### Stored items:

[Start of section]

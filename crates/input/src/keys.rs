//! Terminal-backed key source.

use std::io;
use std::time::Duration;

use crossterm::event::{self, Event};
use tui_typos_core::KeySource;

use crate::map::map_key_event;
use crate::types::KeyInput;

/// Reads keys from the controlling terminal via crossterm.
///
/// The terminal must already be in raw mode, otherwise Ctrl-C raises SIGINT
/// instead of arriving as a key.
#[derive(Debug, Default)]
pub struct TerminalKeys;

impl TerminalKeys {
    pub fn new() -> Self {
        Self
    }
}

impl KeySource for TerminalKeys {
    fn poll_or_timeout(&mut self, timeout: Duration) -> io::Result<Option<KeyInput>> {
        if !event::poll(timeout)? {
            return Ok(None);
        }

        // Resize, focus and mouse events wake the loop early; it simply redraws.
        match event::read()? {
            Event::Key(key) => Ok(map_key_event(key)),
            _ => Ok(None),
        }
    }
}
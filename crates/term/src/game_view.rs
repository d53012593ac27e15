//! TyposView: maps a `core::RenderSnapshot` into a terminal framebuffer.
//!
//! This module is pure (no I/O). It can be unit-tested.
//!
//! Screen layout (rows top to bottom):
//!
//! ```text
//! 0      border + banner
//! 1      laser base
//! 2..h-3 laser beam; the word travels on row h/2
//! h-2    laser base
//! h-1    border + status line
//! ```

use arrayvec::ArrayVec;
use rand::Rng;

use crate::core::RenderSnapshot;
use crate::fb::{CellStyle, FrameBuffer, GREEN, RED, WHITE, YELLOW};
use crate::types::{FrameEvents, GameConfig};

/// Number of background stars
pub const N_STARS: usize = 40;

/// Banner column on the top row
const BANNER_X: u16 = 28;

/// Terminal viewport dimensions.
#[derive(Debug, Clone, Copy, PartialEq, Eq)]
pub struct Viewport {
    pub width: u16,
    pub height: u16,
}

impl Viewport {
    pub fn new(width: u16, height: u16) -> Self {
        Self { width, height }
    }
}

impl From<&GameConfig> for Viewport {
    fn from(config: &GameConfig) -> Self {
        Self::new(config.window_width, config.window_height)
    }
}

/// Fixed background star positions, chosen once per session.
#[derive(Debug, Clone, PartialEq, Eq, Default)]
pub struct Starfield {
    stars: ArrayVec<(u16, u16), N_STARS>,
}

impl Starfield {
    pub fn random<R: Rng + ?Sized>(rng: &mut R, viewport: Viewport) -> Self {
        let mut stars = ArrayVec::new();
        if viewport.width == 0 || viewport.height == 0 {
            return Self { stars };
        }
        for _ in 0..N_STARS {
            stars.push((
                rng.random_range(0..viewport.width),
                rng.random_range(0..viewport.height),
            ));
        }
        Self { stars }
    }

    pub fn stars(&self) -> &[(u16, u16)] {
        &self.stars
    }
}

/// Renderer for the typing game screen.
pub struct TyposView {
    viewport: Viewport,
    stars: Starfield,
    banner: String,
}

impl TyposView {
    pub fn new(viewport: Viewport, stars: Starfield, banner: impl Into<String>) -> Self {
        Self {
            viewport,
            stars,
            banner: banner.into(),
        }
    }

    pub fn viewport(&self) -> Viewport {
        self.viewport
    }

    /// Render one frame into an existing framebuffer.
    ///
    /// `frame` only drives blinking: stars and the laser alternate bold on
    /// odd and even frames. A miss draws the whole frame inverted.
    pub fn render_into(
        &self,
        snap: &RenderSnapshot,
        events: FrameEvents,
        frame: u64,
        fb: &mut FrameBuffer,
    ) {
        let Viewport { width: w, height: h } = self.viewport;
        fb.resize(w, h);
        fb.clear();

        let blink = frame % 2 == 1;

        for (i, &(x, y)) in self.stars.stars().iter().enumerate() {
            let lit = blink != (i % 2 == 1);
            fb.put_char(x, y, '.', CellStyle::fg(WHITE).bold(lit));
        }

        let bar = CellStyle::fg(GREEN).reversed();
        if h > 0 {
            fb.fill_row(0, ' ', bar);
            fb.fill_row(h - 1, ' ', bar);
            fb.put_str(0, h - 1, &snap.status_line(), bar);
        }

        fb.put_str(snap.word_column, h / 2, &snap.word, CellStyle::default());

        self.draw_laser(fb, snap.laser_column, blink);

        let banner_x = BANNER_X.min(w.saturating_sub(self.banner.chars().count() as u16));
        fb.put_str(banner_x, 0, &self.banner, bar.bold(true));

        if events.missed {
            fb.invert();
        }
    }

    /// Convenience helper that allocates a new framebuffer.
    pub fn render(&self, snap: &RenderSnapshot, events: FrameEvents, frame: u64) -> FrameBuffer {
        let mut fb = FrameBuffer::new(self.viewport.width, self.viewport.height);
        self.render_into(snap, events, frame, &mut fb);
        fb
    }

    fn draw_laser(&self, fb: &mut FrameBuffer, x: u16, bold: bool) {
        let h = self.viewport.height;
        if h < 4 {
            return;
        }

        let base = CellStyle::fg(RED).reversed();
        fb.put_str(x.saturating_sub(1), 1, "   ", base);
        fb.put_str(x.saturating_sub(1), h - 2, "   ", base);

        let beam = CellStyle::fg(YELLOW).bold(bold);
        for y in 2..h - 2 {
            fb.put_char(x, y, '|', beam);
        }
    }
}
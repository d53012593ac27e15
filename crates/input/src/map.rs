//! Key mapping from terminal events to typed characters.

use crate::types::KeyInput;
use crossterm::event::{KeyCode, KeyEvent, KeyEventKind, KeyModifiers};

/// Map a keyboard event to game input.
///
/// Keys arrive as the character a raw terminal would send: printable keys as
/// themselves, Enter and Tab as `'\n'` and `'\t'`, Backspace as DEL, Esc as
/// ESC and Ctrl+letter as its control code. None of those can match a word,
/// so they are scored as mismatches. Ctrl-C is the interrupt. Keys without a
/// single-byte form (arrows, function keys) are ignored.
pub fn map_key_event(key: KeyEvent) -> Option<KeyInput> {
    if key.kind == KeyEventKind::Release {
        return None;
    }
    if should_quit(key) {
        return Some(KeyInput::Interrupt);
    }
    // Ctrl+Alt is AltGr on some platforms and still produces a character.
    let ctrl =
        key.modifiers.contains(KeyModifiers::CONTROL) && !key.modifiers.contains(KeyModifiers::ALT);

    let ch = match key.code {
        KeyCode::Char(c) if ctrl => control_char(c),
        KeyCode::Char(c) => c,
        KeyCode::Enter => '\n',
        KeyCode::Tab => '\t',
        KeyCode::Backspace => '\x7f',
        KeyCode::Esc => '\x1b',
        _ => return None,
    };
    Some(KeyInput::Char(ch))
}

/// Control code for Ctrl+`c` (Ctrl-A is 0x01, Ctrl-[ is ESC, Ctrl-Space is NUL).
fn control_char(c: char) -> char {
    let upper = c.to_ascii_uppercase();
    match upper {
        ' ' => '\0',
        '@'..='_' => ((upper as u8) & 0x1f) as char,
        _ => c,
    }
}

/// Check if key should end the session.
pub fn should_quit(key: KeyEvent) -> bool {
    matches!(key.code, KeyCode::Char('c') | KeyCode::Char('C'))
        && key.modifiers.contains(KeyModifiers::CONTROL)
}
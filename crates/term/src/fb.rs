//! Framebuffer and style types for terminal rendering.

/// 24-bit RGB color.
#[derive(Debug, Clone, Copy, PartialEq, Eq, Default)]
pub struct Rgb {
    pub r: u8,
    pub g: u8,
    pub b: u8,
}

impl Rgb {
    pub const fn new(r: u8, g: u8, b: u8) -> Self {
        Self { r, g, b }
    }
}

pub const BLACK: Rgb = Rgb::new(0, 0, 0);
pub const WHITE: Rgb = Rgb::new(220, 220, 220);
pub const YELLOW: Rgb = Rgb::new(240, 220, 80);
pub const RED: Rgb = Rgb::new(220, 80, 80);
pub const GREEN: Rgb = Rgb::new(100, 220, 120);

/// Minimal per-cell styling.
#[derive(Debug, Clone, Copy, PartialEq, Eq)]
pub struct CellStyle {
    pub fg: Rgb,
    pub bg: Rgb,
    pub bold: bool,
    /// Swap foreground and background when drawn
    pub reverse: bool,
}

impl Default for CellStyle {
    fn default() -> Self {
        Self {
            fg: WHITE,
            bg: BLACK,
            bold: false,
            reverse: false,
        }
    }
}

impl CellStyle {
    pub const fn fg(fg: Rgb) -> Self {
        Self {
            fg,
            bg: BLACK,
            bold: false,
            reverse: false,
        }
    }

    pub const fn bold(self, bold: bool) -> Self {
        Self { bold, ..self }
    }

    pub const fn reversed(self) -> Self {
        Self {
            reverse: !self.reverse,
            ..self
        }
    }
}

/// A single terminal cell.
#[derive(Debug, Clone, Copy, PartialEq, Eq)]
pub struct Cell {
    pub ch: char,
    pub style: CellStyle,
}

impl Default for Cell {
    fn default() -> Self {
        Self {
            ch: ' ',
            style: CellStyle::default(),
        }
    }
}

/// 2D framebuffer of styled character cells.
#[derive(Debug, Clone, PartialEq, Eq)]
pub struct FrameBuffer {
    width: u16,
    height: u16,
    cells: Vec<Cell>,
}

impl FrameBuffer {
    pub fn new(width: u16, height: u16) -> Self {
        let len = (width as usize) * (height as usize);
        Self {
            width,
            height,
            cells: vec![Cell::default(); len],
        }
    }

    pub fn width(&self) -> u16 {
        self.width
    }

    pub fn height(&self) -> u16 {
        self.height
    }

    /// Resize the framebuffer.
    ///
    /// This preserves the underlying allocation when possible.
    pub fn resize(&mut self, width: u16, height: u16) {
        if self.width == width && self.height == height {
            return;
        }
        self.width = width;
        self.height = height;
        let len = (width as usize) * (height as usize);
        self.cells.resize(len, Cell::default());
    }

    #[inline(always)]
    fn idx(&self, x: u16, y: u16) -> Option<usize> {
        if x >= self.width || y >= self.height {
            return None;
        }
        Some((y as usize) * (self.width as usize) + (x as usize))
    }

    pub fn get(&self, x: u16, y: u16) -> Option<Cell> {
        self.idx(x, y).map(|i| self.cells[i])
    }

    pub fn set(&mut self, x: u16, y: u16, cell: Cell) {
        if let Some(i) = self.idx(x, y) {
            self.cells[i] = cell;
        }
    }

    pub fn clear(&mut self) {
        self.cells.fill(Cell::default());
    }

    pub fn put_char(&mut self, x: u16, y: u16, ch: char, style: CellStyle) {
        self.set(x, y, Cell { ch, style });
    }

    /// Write `s` starting at `(x, y)`, clipped at the right edge.
    pub fn put_str(&mut self, x: u16, y: u16, s: &str, style: CellStyle) {
        let mut cx = x;
        for ch in s.chars() {
            if cx >= self.width {
                break;
            }
            self.put_char(cx, y, ch, style);
            cx += 1;
        }
    }

    pub fn fill_row(&mut self, y: u16, ch: char, style: CellStyle) {
        for x in 0..self.width {
            self.put_char(x, y, ch, style);
        }
    }

    /// Flip reverse video on every cell (the miss flash).
    pub fn invert(&mut self) {
        for cell in &mut self.cells {
            cell.style = cell.style.reversed();
        }
    }

    /// Text of row `y`, for tests and debugging.
    pub fn row_text(&self, y: u16) -> String {
        (0..self.width)
            .filter_map(|x| self.get(x, y))
            .map(|c| c.ch)
            .collect()
    }
}

#[cfg(test)]
mod tests {
    use super::*;

    #[test]
    fn test_put_str_clips() {
        let mut fb = FrameBuffer::new(5, 1);
        fb.put_str(3, 0, "abc", CellStyle::default());
        assert_eq!(fb.row_text(0), "   ab");
    }

    #[test]
    fn test_out_of_bounds_ignored() {
        let mut fb = FrameBuffer::new(2, 2);
        fb.put_char(5, 5, 'x', CellStyle::default());
        assert_eq!(fb.get(5, 5), None);
        assert_eq!(fb, FrameBuffer::new(2, 2));
    }

    #[test]
    fn test_invert_twice_is_identity() {
        let mut fb = FrameBuffer::new(3, 1);
        fb.put_char(1, 0, 'x', CellStyle::fg(RED).bold(true));
        let before = fb.clone();
        fb.invert();
        assert!(fb.get(1, 0).unwrap().style.reverse);
        assert!(fb.get(0, 0).unwrap().style.reverse);
        fb.invert();
        assert_eq!(fb, before);
    }

    #[test]
    fn test_resize_and_clear() {
        let mut fb = FrameBuffer::new(2, 1);
        fb.put_char(0, 0, 'x', CellStyle::default());
        fb.resize(4, 2);
        assert_eq!(fb.width(), 4);
        assert_eq!(fb.height(), 2);
        fb.clear();
        assert_eq!(fb.row_text(0), "    ");
    }
}
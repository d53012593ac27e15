//! Word list loading
//!
//! Word files are plain text, one entry per line. Only the first
//! space-delimited token of each line is kept, so dictionary files with
//! trailing annotations work unchanged.
//!
//! ```
//! use tui_typos_words::{parse_words, LoadOptions};
//!
//! let text = "  Apple pie\nbanana\n\n   \ncherry tree\n";
//! let mut words = Vec::new();
//! parse_words(text.as_bytes(), &LoadOptions::default(), &mut words).unwrap();
//! assert_eq!(words, ["Apple", "banana", "cherry"]);
//! ```

use std::fs::{self, File};
use std::io::{self, BufRead, BufReader};
use std::path::{Path, PathBuf};

use thiserror::Error;

/// Directory scanned when no word file is given
pub const DEFAULT_DICT_DIR: &str = "/usr/share/dict";

#[derive(Debug, Error)]
pub enum WordsError {
    #[error("Default directory which is searched for words lists ({}) cannot be opened: {source}", .path.display())]
    OpenDir {
        path: PathBuf,
        #[source]
        source: io::Error,
    },
    #[error("Cannot open words file {} for read access: {source}", .path.display())]
    ReadFile {
        path: PathBuf,
        #[source]
        source: io::Error,
    },
    #[error("No file with words found. Please select one with the -f commandline parameter.")]
    NoWordFiles,
    #[error("The selected word files do not contain any words.")]
    NoWords,
}

/// How lines are turned into words
#[derive(Debug, Clone, Copy, PartialEq, Eq)]
pub struct LoadOptions {
    /// Fold every word to lowercase
    pub lowercase: bool,
    /// Longest word kept, in characters; longer entries are cut
    pub max_len: usize,
}

impl Default for LoadOptions {
    fn default() -> Self {
        Self {
            lowercase: false,
            max_len: 80,
        }
    }
}

/// List the regular files in `dir`, sorted by path.
pub fn default_word_files(dir: &Path) -> Result<Vec<PathBuf>, WordsError> {
    let open_err = |source| WordsError::OpenDir {
        path: dir.to_path_buf(),
        source,
    };

    let mut files = Vec::new();
    for entry in fs::read_dir(dir).map_err(open_err)? {
        let entry = entry.map_err(open_err)?;
        let path = entry.path();
        // Follows symlinks (e.g. /usr/share/dict/words -> alternatives).
        if path.is_file() {
            files.push(path);
        } else {
            log::debug!("skipping {}", path.display());
        }
    }
    files.sort();

    if files.is_empty() {
        return Err(WordsError::NoWordFiles);
    }
    Ok(files)
}

/// Parse word lines from `reader`, appending to `out`.
pub fn parse_words<R: BufRead>(
    reader: R,
    options: &LoadOptions,
    out: &mut Vec<String>,
) -> io::Result<()> {
    for line in reader.split(b'\n') {
        let line = line?;
        let line = String::from_utf8_lossy(&line);
        let line = line.strip_suffix('\r').unwrap_or(&line);

        let token = line
            .trim_start_matches(' ')
            .split(' ')
            .next()
            .unwrap_or_default();

        let mut word: String = token.chars().take(options.max_len).collect();
        if options.lowercase {
            word = word.to_lowercase();
        }
        if !word.is_empty() {
            out.push(word);
        }
    }
    Ok(())
}

/// Load every file in `paths`, in order.
pub fn load(paths: &[PathBuf], options: &LoadOptions) -> Result<Vec<String>, WordsError> {
    if paths.is_empty() {
        return Err(WordsError::NoWordFiles);
    }

    let mut words = Vec::new();
    for path in paths {
        let read_err = |source| WordsError::ReadFile {
            path: path.clone(),
            source,
        };

        log::info!("Loading file {}...", path.display());
        let before = words.len();
        let file = File::open(path).map_err(read_err)?;
        parse_words(BufReader::new(file), options, &mut words).map_err(read_err)?;
        log::info!("{} words from {}", words.len() - before, path.display());
    }

    if words.is_empty() {
        return Err(WordsError::NoWords);
    }
    Ok(words)
}
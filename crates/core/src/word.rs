//! Word module - the live word scrolling toward the laser
//!
//! A word keeps its full character sequence and a head index; typing or a
//! laser hit moves the head forward instead of shifting the buffer.

/// The word currently on screen
#[derive(Debug, Clone, PartialEq, Eq)]
pub struct Word {
    chars: Vec<char>,
    head: usize,
    column: u16,
}

impl Word {
    /// Create a word whose leading edge sits at `column`
    pub fn new(text: &str, column: u16) -> Self {
        Self {
            chars: text.chars().collect(),
            head: 0,
            column,
        }
    }

    /// Characters not yet typed (or shot off by the laser)
    pub fn remaining(&self) -> &[char] {
        &self.chars[self.head..]
    }

    pub fn first(&self) -> Option<char> {
        self.remaining().first().copied()
    }

    /// Drop the leading character, returning it.
    pub fn pop_front(&mut self) -> Option<char> {
        let ch = self.first()?;
        self.head += 1;
        Some(ch)
    }

    pub fn is_empty(&self) -> bool {
        self.head >= self.chars.len()
    }

    /// Length of the word as picked
    pub fn original_len(&self) -> usize {
        self.chars.len()
    }

    /// Characters already removed from the front
    pub fn consumed(&self) -> usize {
        self.head
    }

    pub fn column(&self) -> u16 {
        self.column
    }

    pub fn set_column(&mut self, column: u16) {
        self.column = column;
    }

    /// Move one column left, returning the new column.
    pub fn step_left(&mut self) -> u16 {
        self.column = self.column.saturating_sub(1);
        self.column
    }

    /// Remaining text as an owned string
    pub fn text(&self) -> String {
        self.remaining().iter().collect()
    }

    /// Write the part of the remaining text that fits between the word's
    /// column and the right edge of a `width`-column window.
    pub fn write_visible_into(&self, width: u16, out: &mut String) {
        out.clear();
        let room = width.saturating_sub(self.column) as usize;
        out.extend(self.remaining().iter().take(room));
    }
}

#[cfg(test)]
mod tests {
    use super::*;

    #[test]
    fn test_new_word() {
        let w = Word::new("cat", 79);
        assert_eq!(w.remaining(), &['c', 'a', 't']);
        assert_eq!(w.first(), Some('c'));
        assert_eq!(w.original_len(), 3);
        assert_eq!(w.consumed(), 0);
        assert_eq!(w.column(), 79);
        assert!(!w.is_empty());
    }

    #[test]
    fn test_pop_front_until_empty() {
        let mut w = Word::new("ab", 10);
        assert_eq!(w.pop_front(), Some('a'));
        assert_eq!(w.text(), "b");
        assert_eq!(w.pop_front(), Some('b'));
        assert!(w.is_empty());
        assert_eq!(w.pop_front(), None);
        assert_eq!(w.first(), None);
        assert_eq!(w.original_len(), 2);
        assert_eq!(w.consumed(), 2);
    }

    #[test]
    fn test_step_left() {
        let mut w = Word::new("x", 1);
        assert_eq!(w.step_left(), 0);
        assert_eq!(w.step_left(), 0);
    }

    #[test]
    fn test_visible_text_truncates_at_right_edge() {
        let w = Word::new("elephant", 76);
        let mut out = String::new();
        w.write_visible_into(80, &mut out);
        assert_eq!(out, "elep");

        let w = Word::new("cat", 10);
        w.write_visible_into(80, &mut out);
        assert_eq!(out, "cat");
    }

    #[test]
    fn test_multibyte_characters() {
        let mut w = Word::new("über", 20);
        assert_eq!(w.first(), Some('ü'));
        w.pop_front();
        assert_eq!(w.text(), "ber");
    }
}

[End of section]

### About this task:
Write out exactly the lines above between the line with "return Ok(None);" and the line with "of background stars", inclusive, and nothing beyond them.

### Answer to this exercise:
            return Ok(None);
        }

        // Resize, focus and mouse events wake the loop early; it simply redraws.
        match event::read()? {
            Event::Key(key) => Ok(map_key_event(key)),
            _ => Ok(None),
        }
    }
}
filename crates/term/src/game_view.rs
repository d53012593ac27e15
//! TyposView: maps a `core::RenderSnapshot` into a terminal framebuffer.
//!
//! This module is pure (no I/O). It can be unit-tested.
//!
//! Screen layout (rows top to bottom):
//!
//! ```text
//! 0      border + banner
//! 1      laser base
//! 2..h-3 laser beam; the word travels on row h/2
//! h-2    laser base
//! h-1    border + status line
//! ```

use arrayvec::ArrayVec;
use rand::Rng;

use crate::core::RenderSnapshot;
use crate::fb::{CellStyle, FrameBuffer, GREEN, RED, WHITE, YELLOW};
use crate::types::{FrameEvents, GameConfig};

/// Number of background stars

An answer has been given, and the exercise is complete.